Pendant ce temps, mademoiselle Pomme nettoya la salle, eteignit le poêle, effaça le tableau noir. Elle était très contente de sa première journée dans cette école. Elle se remémorera tout le temps passé sur son certificat d'enseignement en école normale, elle était enfin récompensée en voyant que le savoir qu'elle transmettait s'enregistrait facilement dans les petites têtes blondes.

Au moment où elle voulut ranger les petits cahiers dans sa mallette, un serpent, un petit serpent vert aux longs crochets, s'en échappa en la mordant au poignet.
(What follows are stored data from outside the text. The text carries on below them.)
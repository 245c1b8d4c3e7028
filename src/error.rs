//! Error types surfaced through command completions and lifecycle events.
//!
//! The engine never panics across its own loop: every failure becomes either
//! a [`BloomError`] delivered to the submitting caller or a client state
//! transition. Server-reported command errors carry the verbatim response
//! line so callers can match on the server's own vocabulary.

use thiserror::Error;

/// Response line bloomd sends when a command names a filter that does not
/// exist. Recognised by the safe-command coordinator and treated as success
/// by `drop`.
pub const FILTER_NOT_FOUND: &str = "Filter does not exist";

/// Response line bloomd sends on an internal fault. The only server error
/// counted toward the `max_errors` ceiling.
pub const INTERNAL_ERROR: &str = "Internal Error";

/// Errors delivered by the bloomd client.
#[derive(Clone, Debug, Error, PartialEq, Eq)]
pub enum BloomError {
    /// The server reported a command error inline. The message is the
    /// verbatim response line, for example `Filter does not exist` or
    /// `Client Error: Bad arguments`. These are application errors, not
    /// transport failures.
    #[error("{0}")]
    Server(String),

    /// The response frame did not match the shape expected for the command.
    /// Indicates a client/server mismatch; the pipeline itself continues.
    #[error("unexpected response: {0}")]
    Decode(String),

    /// The client exhausted its reconnect attempts or crossed the internal
    /// error ceiling. Every queued and future command is rejected with this
    /// error until [`reconnect`](crate::BloomClient::reconnect) is called.
    #[error("bloomd service unavailable")]
    Unavailable,

    /// The connection dropped after the request was written but before its
    /// response arrived. The command is not replayed.
    #[error("connection lost before a response arrived")]
    ConnectionLost,

    /// The client was disposed; no further commands are accepted.
    #[error("client disposed")]
    Disposed,
}

impl BloomError {
    /// Returns `true` when the server reported the target filter as missing.
    #[must_use]
    pub fn is_missing_filter(&self) -> bool {
        matches!(self, Self::Server(text) if text == FILTER_NOT_FOUND)
    }

    /// Returns `true` for the reserved internal-error line counted toward
    /// the `max_errors` ceiling.
    pub(crate) fn is_internal(&self) -> bool {
        matches!(self, Self::Server(text) if text == INTERNAL_ERROR)
    }

    /// Returns `true` for transport-level failures that must not trigger a
    /// safe-create retry.
    pub(crate) fn is_transport(&self) -> bool {
        matches!(
            self,
            Self::Unavailable | Self::ConnectionLost | Self::Disposed
        )
    }
}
La pauvre n'eut le temps de rien faire si ce n’est crier de peur avant de hurler pour de bon.

La douleur était terrible, et déjà sa vision se brouillait et une soif affreuse se fit ressentir atrocement dans sa gorge en feu. Tandis que le sang coulait abondamment de ses veines percées, elle essaya de marcher, chancelante et tremblante, vers la table où était posée le broc d'eau. Sa gorge l'irritait tant qu’elle se gratta avec frénésie d'une main en se tenant au mur de l'autre. Elle voyait de moins en moins bien mais avait réussi à atteindre le broc, les bras rouges et la gorge lacérée de ses propres ongles. Malgré les tremblements, elle parvint à attraper le pot à eau et à le porter jusqu'à sa bouche. Elle en but de longues gorgées avant de se rendre compte qu'en plus de l'eau, elle avalait d'horribles sangsues noires. Horrifiée, elle se mit à pleurer.
De douleur, de désespoir, de dégoût. Elle savait que sa fin arrivait, là, ce jour. Elle tenta de vomir, mais son corps ne répondait déjà plus, à cause du venin et à cause des sangsues qui s'étaient agrippées dans sa gorge et commençaient à pomper son sang et son énergie de l'intérieur dans de longs spasmes gluants.
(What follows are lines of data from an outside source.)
//! Shared utilities for integration tests.
//!
//! Provides an in-process bloomd stand-in speaking the newline-delimited
//! text protocol over an in-memory filter table, with hooks for the fault
//! modes the client must survive: chunked block writes, rejected creates,
//! injected internal errors, and servers that never answer.
#![allow(
    dead_code,
    reason = "helpers are shared across test binaries with different usage"
)]

use std::{
    collections::{BTreeMap, HashSet},
    net::SocketAddr,
    sync::{
        Arc, Mutex,
        atomic::{AtomicUsize, Ordering},
    },
};

use tokio::{
    io::{AsyncBufReadExt, AsyncWriteExt, BufReader},
    net::{TcpListener, TcpStream, tcp::OwnedWriteHalf},
    task::JoinHandle,
};

pub type TestResult<T = ()> = Result<T, Box<dyn std::error::Error>>;

/// Fault-injection knobs for [`MockBloomd`].
#[derive(Clone, Debug, Default)]
pub struct ServerOptions {
    /// Creates asking for a capacity below this are rejected with
    /// `Client Error: Bad arguments`. Zero accepts anything.
    pub min_capacity: u64,
    /// Write each response in chunks of this many bytes, yielding between
    /// chunks, to exercise frame reassembly.
    pub chunk: Option<usize>,
    /// Answer this many commands with `Internal Error` before behaving.
    pub internal_errors: usize,
    /// Read requests but never respond.
    pub stall: bool,
}

#[derive(Debug, Default)]
struct Filter {
    probability: f64,
    capacity: u64,
    keys: HashSet<String>,
}

struct Shared {
    options: ServerOptions,
    filters: Mutex<BTreeMap<String, Filter>>,
    log: Mutex<Vec<String>>,
    internal_errors: AtomicUsize,
}

/// An in-process bloomd stand-in bound to an ephemeral (or caller-chosen)
/// local port.
pub struct MockBloomd {
    addr: SocketAddr,
    shared: Arc<Shared>,
    accept_task: JoinHandle<()>,
}

impl MockBloomd {
    pub async fn start() -> TestResult<Self> {
        Self::start_with(ServerOptions::default()).await
    }

    pub async fn start_with(options: ServerOptions) -> TestResult<Self> {
        let listener = TcpListener::bind("127.0.0.1:0").await?;
        Self::serve(listener, options)
    }

    /// Bind a specific port, for servers that come up after the client.
    pub async fn start_on(port: u16, options: ServerOptions) -> TestResult<Self> {
        let listener = TcpListener::bind(("127.0.0.1", port)).await?;
        Self::serve(listener, options)
    }

    fn serve(listener: TcpListener, options: ServerOptions) -> TestResult<Self> {
        let addr = listener.local_addr()?;
        let shared = Arc::new(Shared {
            internal_errors: AtomicUsize::new(options.internal_errors),
            options,
            filters: Mutex::new(BTreeMap::new()),
            log: Mutex::new(Vec::new()),
        });
        let accept_shared = Arc::clone(&shared);
        let accept_task = tokio::spawn(async move {
            while let Ok((stream, _)) = listener.accept().await {
                let shared = Arc::clone(&accept_shared);
                tokio::spawn(async move {
                    let _ = serve_connection(stream, shared).await;
                });
            }
        });
        Ok(Self {
            addr,
            shared,
            accept_task,
        })
    }

    pub fn port(&self) -> u16 {
        self.addr.port()
    }

    /// Request lines in arrival order, across all connections.
    pub fn log(&self) -> Vec<String> {
        self.shared.log.lock().expect("log poisoned").clone()
    }

    /// Stop accepting; established connections die with the task.
    pub fn stop(&self) {
        self.accept_task.abort();
    }
}

impl Drop for MockBloomd {
    fn drop(&mut self) {
        self.accept_task.abort();
    }
}

/// Reserve an ephemeral port that is free right now.
pub async fn free_port() -> TestResult<u16> {
    let listener = TcpListener::bind("127.0.0.1:0").await?;
    Ok(listener.local_addr()?.port())
}

async fn serve_connection(stream: TcpStream, shared: Arc<Shared>) -> std::io::Result<()> {
    let (read, mut write) = stream.into_split();
    let mut lines = BufReader::new(read).lines();
    while let Some(line) = lines.next_line().await? {
        shared.log.lock().expect("log poisoned").push(line.clone());
        if shared.options.stall {
            continue;
        }
        let response = respond(&line, &shared);
        send(&mut write, &response, shared.options.chunk).await?;
    }
    Ok(())
}

async fn send(
    write: &mut OwnedWriteHalf,
    response: &str,
    chunk: Option<usize>,
) -> std::io::Result<()> {
    match chunk {
        Some(size) => {
            for piece in response.as_bytes().chunks(size.max(1)) {
                write.write_all(piece).await?;
                write.flush().await?;
                tokio::task::yield_now().await;
            }
        }
        None => write.write_all(response.as_bytes()).await?,
    }
    Ok(())
}

fn block(lines: &[String]) -> String {
    let mut out = String::from("START\n");
    for line in lines {
        out.push_str(line);
        out.push('\n');
    }
    out.push_str("END\n");
    out
}

fn respond(line: &str, shared: &Shared) -> String {
    if shared
        .internal_errors
        .fetch_update(Ordering::SeqCst, Ordering::SeqCst, |n| n.checked_sub(1))
        .is_ok()
    {
        return "Internal Error\n".to_string();
    }

    let mut parts = line.split_whitespace();
    let verb = parts.next().unwrap_or_default();
    let args: Vec<&str> = parts.collect();
    let mut filters = shared.filters.lock().expect("filters poisoned");

    match (verb, args.as_slice()) {
        ("create", [name, options @ ..]) => {
            if filters.contains_key(*name) {
                return "Exists\n".to_string();
            }
            let mut filter = Filter {
                probability: 0.001,
                capacity: 100_000,
                keys: HashSet::new(),
            };
            for option in options {
                match option.split_once('=') {
                    Some(("capacity", value)) => {
                        filter.capacity = value.parse().unwrap_or_default();
                    }
                    Some(("prob", value)) => {
                        filter.probability = value.parse().unwrap_or_default();
                    }
                    Some((_, _)) => {}
                    None => return "Client Error: Bad arguments\n".to_string(),
                }
            }
            if shared.options.min_capacity != 0 && filter.capacity < shared.options.min_capacity {
                return "Client Error: Bad arguments\n".to_string();
            }
            filters.insert((*name).to_string(), filter);
            "Done\n".to_string()
        }
        ("list", rest) => {
            let prefix = rest.first().copied().unwrap_or_default();
            let rows: Vec<String> = filters
                .iter()
                .filter(|(name, _)| name.starts_with(prefix))
                .map(|(name, filter)| {
                    format!(
                        "{name} {} {} {} {}",
                        filter.probability,
                        filter.keys.len() * 8 + 1024,
                        filter.capacity,
                        filter.keys.len()
                    )
                })
                .collect();
            block(&rows)
        }
        ("drop", [name]) => {
            if filters.remove(*name).is_some() {
                "Done\n".to_string()
            } else {
                "Filter does not exist\n".to_string()
            }
        }
        ("close" | "clear", [name]) => {
            if filters.contains_key(*name) {
                "Done\n".to_string()
            } else {
                "Filter does not exist\n".to_string()
            }
        }
        ("flush", _) => "Done\n".to_string(),
        ("set", [name, key]) => match filters.get_mut(*name) {
            Some(filter) => yes_no(filter.keys.insert((*key).to_string())),
            None => "Filter does not exist\n".to_string(),
        },
        ("check", [name, key]) => match filters.get(*name) {
            Some(filter) => yes_no(filter.keys.contains(*key)),
            None => "Filter does not exist\n".to_string(),
        },
        ("bulk", [name, keys @ ..]) if !keys.is_empty() => match filters.get_mut(*name) {
            Some(filter) => {
                let answers: Vec<&str> = keys
                    .iter()
                    .map(|key| {
                        if filter.keys.insert((*key).to_string()) {
                            "Yes"
                        } else {
                            "No"
                        }
                    })
                    .collect();
                format!("{}\n", answers.join(" "))
            }
            None => "Filter does not exist\n".to_string(),
        },
        ("multi", [name, keys @ ..]) if !keys.is_empty() => match filters.get(*name) {
            Some(filter) => {
                let answers: Vec<&str> = keys
                    .iter()
                    .map(|key| if filter.keys.contains(*key) { "Yes" } else { "No" })
                    .collect();
                format!("{}\n", answers.join(" "))
            }
            None => "Filter does not exist\n".to_string(),
        },
        ("info", [name]) => match filters.get(*name) {
            Some(filter) => block(&[
                format!("capacity {}", filter.capacity),
                "checks 0".to_string(),
                "check_hits 0".to_string(),
                "check_misses 0".to_string(),
                "in_memory 1".to_string(),
                "page_ins 0".to_string(),
                "page_outs 0".to_string(),
                format!("probability {}", filter.probability),
                "sets 0".to_string(),
                "set_hits 0".to_string(),
                "set_misses 0".to_string(),
                format!("size {}", filter.keys.len()),
                format!("storage {}", filter.keys.len() * 8 + 1024),
            ]),
            None => "Filter does not exist\n".to_string(),
        },
        _ => "Client Error: Command not supported\n".to_string(),
    }
}

fn yes_no(value: bool) -> String {
    if value { "Yes\n" } else { "No\n" }.to_string()
}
Mademoiselle Pomme s'affaissa, tandis que tout son corps s'enflammait de l’intérieur. La douleur qu’elle ressentait causa son évanouissement et elle poussa un dernier râle supplicié. Enfin.

Le lendemain, les faux cris de panique des élèves ameutèrent tout le village, comme à chaque fois. Tous, y compris le maire, se signèrent avec horreur, consternation et incompréhension devant le spectacle horrible dans la classe. Et là encore, personne ne vit les sourires radieux des enfants tandis qu'ils spéculaient tous sur le déroulé de la soirée de mademoiselle Pomme. Une annonce fut passée dans les journaux, la ville recherchait une enseignante pour sa classe communale. Le poste payait bien et mademoiselle Lucie répondit avec plaisir.